-- DATA PROVIDED --
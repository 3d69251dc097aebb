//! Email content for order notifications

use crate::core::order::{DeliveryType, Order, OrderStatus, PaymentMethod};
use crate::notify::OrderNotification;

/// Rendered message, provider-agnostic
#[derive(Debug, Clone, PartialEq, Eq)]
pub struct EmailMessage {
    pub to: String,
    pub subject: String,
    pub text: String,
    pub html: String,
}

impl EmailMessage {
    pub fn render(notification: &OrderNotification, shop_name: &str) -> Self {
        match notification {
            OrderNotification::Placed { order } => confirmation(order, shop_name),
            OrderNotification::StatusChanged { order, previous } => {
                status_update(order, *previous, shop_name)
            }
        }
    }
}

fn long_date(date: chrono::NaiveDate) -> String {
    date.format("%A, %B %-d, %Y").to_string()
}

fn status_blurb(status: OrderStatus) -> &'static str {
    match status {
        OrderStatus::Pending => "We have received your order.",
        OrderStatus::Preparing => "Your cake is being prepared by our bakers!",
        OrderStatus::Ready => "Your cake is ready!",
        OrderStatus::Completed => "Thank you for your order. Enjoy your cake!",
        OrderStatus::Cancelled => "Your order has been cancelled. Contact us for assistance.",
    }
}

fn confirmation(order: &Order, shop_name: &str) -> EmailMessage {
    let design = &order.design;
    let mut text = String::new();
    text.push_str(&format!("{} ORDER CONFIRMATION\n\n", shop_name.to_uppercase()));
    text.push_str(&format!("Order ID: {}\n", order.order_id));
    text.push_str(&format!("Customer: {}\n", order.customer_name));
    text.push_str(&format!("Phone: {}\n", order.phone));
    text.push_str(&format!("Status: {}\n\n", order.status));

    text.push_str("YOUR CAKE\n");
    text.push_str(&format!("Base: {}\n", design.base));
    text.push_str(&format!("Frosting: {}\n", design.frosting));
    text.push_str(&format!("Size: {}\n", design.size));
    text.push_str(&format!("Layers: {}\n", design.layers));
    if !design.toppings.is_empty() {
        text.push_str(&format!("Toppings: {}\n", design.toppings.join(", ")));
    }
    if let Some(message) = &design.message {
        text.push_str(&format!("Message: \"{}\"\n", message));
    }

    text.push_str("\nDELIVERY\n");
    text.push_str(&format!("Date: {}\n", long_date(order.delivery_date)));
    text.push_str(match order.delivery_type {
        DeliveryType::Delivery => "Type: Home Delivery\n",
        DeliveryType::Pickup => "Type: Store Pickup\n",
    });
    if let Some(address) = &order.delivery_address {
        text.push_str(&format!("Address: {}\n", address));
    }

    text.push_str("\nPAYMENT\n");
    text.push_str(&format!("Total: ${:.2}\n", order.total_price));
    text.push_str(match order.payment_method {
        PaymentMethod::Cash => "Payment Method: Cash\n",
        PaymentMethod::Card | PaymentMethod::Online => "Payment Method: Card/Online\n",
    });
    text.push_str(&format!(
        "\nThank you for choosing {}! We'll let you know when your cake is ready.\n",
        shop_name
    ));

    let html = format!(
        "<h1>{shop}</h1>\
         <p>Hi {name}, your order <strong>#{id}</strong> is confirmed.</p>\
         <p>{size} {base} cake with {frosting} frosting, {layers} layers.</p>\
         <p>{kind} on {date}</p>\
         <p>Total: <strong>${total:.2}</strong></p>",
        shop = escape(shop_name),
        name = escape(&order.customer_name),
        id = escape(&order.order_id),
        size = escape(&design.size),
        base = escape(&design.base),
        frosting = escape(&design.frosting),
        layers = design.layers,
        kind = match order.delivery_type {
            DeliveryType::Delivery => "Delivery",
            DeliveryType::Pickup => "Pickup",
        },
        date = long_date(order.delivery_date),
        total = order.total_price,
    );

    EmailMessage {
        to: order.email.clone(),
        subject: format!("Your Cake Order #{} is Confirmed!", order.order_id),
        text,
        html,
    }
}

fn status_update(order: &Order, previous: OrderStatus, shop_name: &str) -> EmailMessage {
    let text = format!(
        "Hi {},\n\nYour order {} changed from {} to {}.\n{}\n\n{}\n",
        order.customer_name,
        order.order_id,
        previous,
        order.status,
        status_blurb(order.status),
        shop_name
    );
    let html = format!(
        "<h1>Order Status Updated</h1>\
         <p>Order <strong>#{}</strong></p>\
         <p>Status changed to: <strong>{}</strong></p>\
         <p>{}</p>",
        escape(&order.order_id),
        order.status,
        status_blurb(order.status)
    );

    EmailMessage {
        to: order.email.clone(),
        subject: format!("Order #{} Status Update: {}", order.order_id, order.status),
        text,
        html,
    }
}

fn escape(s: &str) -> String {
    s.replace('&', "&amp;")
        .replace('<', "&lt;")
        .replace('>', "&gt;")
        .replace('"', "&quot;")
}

-- EXERCISE INSTRUCTIONS --
A complete, exact copy of the entries above is what is wanted.

-- PROBLEM SOLUTION --
repository 3d69251dc097aebb
//! Email content for order notifications

use crate::core::order::{DeliveryType, Order, OrderStatus, PaymentMethod};
use crate::notify::OrderNotification;

/// Rendered message, provider-agnostic
#[derive(Debug, Clone, PartialEq, Eq)]
pub struct EmailMessage {
    pub to: String,
    pub subject: String,
    pub text: String,
    pub html: String,
}

impl EmailMessage {
    pub fn render(notification: &OrderNotification, shop_name: &str) -> Self {
        match notification {
            OrderNotification::Placed { order } => confirmation(order, shop_name),
            OrderNotification::StatusChanged { order, previous } => {
                status_update(order, *previous, shop_name)
            }
        }
    }
}

fn long_date(date: chrono::NaiveDate) -> String {
    date.format("%A, %B %-d, %Y").to_string()
}

fn status_blurb(status: OrderStatus) -> &'static str {
    match status {
        OrderStatus::Pending => "We have received your order.",
        OrderStatus::Preparing => "Your cake is being prepared by our bakers!",
        OrderStatus::Ready => "Your cake is ready!",
        OrderStatus::Completed => "Thank you for your order. Enjoy your cake!",
        OrderStatus::Cancelled => "Your order has been cancelled. Contact us for assistance.",
    }
}

fn confirmation(order: &Order, shop_name: &str) -> EmailMessage {
    let design = &order.design;
    let mut text = String::new();
    text.push_str(&format!("{} ORDER CONFIRMATION\n\n", shop_name.to_uppercase()));
    text.push_str(&format!("Order ID: {}\n", order.order_id));
    text.push_str(&format!("Customer: {}\n", order.customer_name));
    text.push_str(&format!("Phone: {}\n", order.phone));
    text.push_str(&format!("Status: {}\n\n", order.status));

    text.push_str("YOUR CAKE\n");
    text.push_str(&format!("Base: {}\n", design.base));
    text.push_str(&format!("Frosting: {}\n", design.frosting));
    text.push_str(&format!("Size: {}\n", design.size));
    text.push_str(&format!("Layers: {}\n", design.layers));
    if !design.toppings.is_empty() {
        text.push_str(&format!("Toppings: {}\n", design.toppings.join(", ")));
    }
    if let Some(message) = &design.message {
        text.push_str(&format!("Message: \"{}\"\n", message));
    }

    text.push_str("\nDELIVERY\n");
    text.push_str(&format!("Date: {}\n", long_date(order.delivery_date)));
    text.push_str(match order.delivery_type {
        DeliveryType::Delivery => "Type: Home Delivery\n",
        DeliveryType::Pickup => "Type: Store Pickup\n",
    });
    if let Some(address) = &order.delivery_address {
        text.push_str(&format!("Address: {}\n", address));
    }

    text.push_str("\nPAYMENT\n");
    text.push_str(&format!("Total: ${:.2}\n", order.total_price));
    text.push_str(match order.payment_method {
        PaymentMethod::Cash => "Payment Method: Cash\n",
        PaymentMethod::Card | PaymentMethod::Online => "Payment Method: Card/Online\n",
    });
    text.push_str(&format!(
        "\nThank you for choosing {}! We'll let you know when your cake is ready.\n",
        shop_name
    ));

    let html = format!(
        "<h1>{shop}</h1>\
         <p>Hi {name}, your order <strong>#{id}</strong> is confirmed.</p>\
         <p>{size} {base} cake with {frosting} frosting, {layers} layers.</p>\
         <p>{kind} on {date}</p>\
         <p>Total: <strong>${total:.2}</strong></p>",
        shop = escape(shop_name),
        name = escape(&order.customer_name),
        id = escape(&order.order_id),
        size = escape(&design.size),
        base = escape(&design.base),
        frosting = escape(&design.frosting),
        layers = design.layers,
        kind = match order.delivery_type {
            DeliveryType::Delivery => "Delivery",
            DeliveryType::Pickup => "Pickup",
        },
        date = long_date(order.delivery_date),
        total = order.total_price,
    );

    EmailMessage {
        to: order.email.clone(),
        subject: format!("Your Cake Order #{} is Confirmed!", order.order_id),
        text,
        html,
    }
}

fn status_update(order: &Order, previous: OrderStatus, shop_name: &str) -> EmailMessage {
    let text = format!(
        "Hi {},\n\nYour order {} changed from {} to {}.\n{}\n\n{}\n",
        order.customer_name,
        order.order_id,
        previous,
        order.status,
        status_blurb(order.status),
        shop_name
    );
    let html = format!(
        "<h1>Order Status Updated</h1>\
         <p>Order <strong>#{}</strong></p>\
         <p>Status changed to: <strong>{}</strong></p>\
         <p>{}</p>",
        escape(&order.order_id),
        order.status,
        status_blurb(order.status)
    );

    EmailMessage {
        to: order.email.clone(),
        subject: format!("Order #{} Status Update: {}", order.order_id, order.status),
        text,
        html,
    }
}

fn escape(s: &str) -> String {
    s.replace('&', "&amp;")
        .replace('<', "&lt;")
        .replace('>', "&gt;")
        .replace('"', "&quot;")
}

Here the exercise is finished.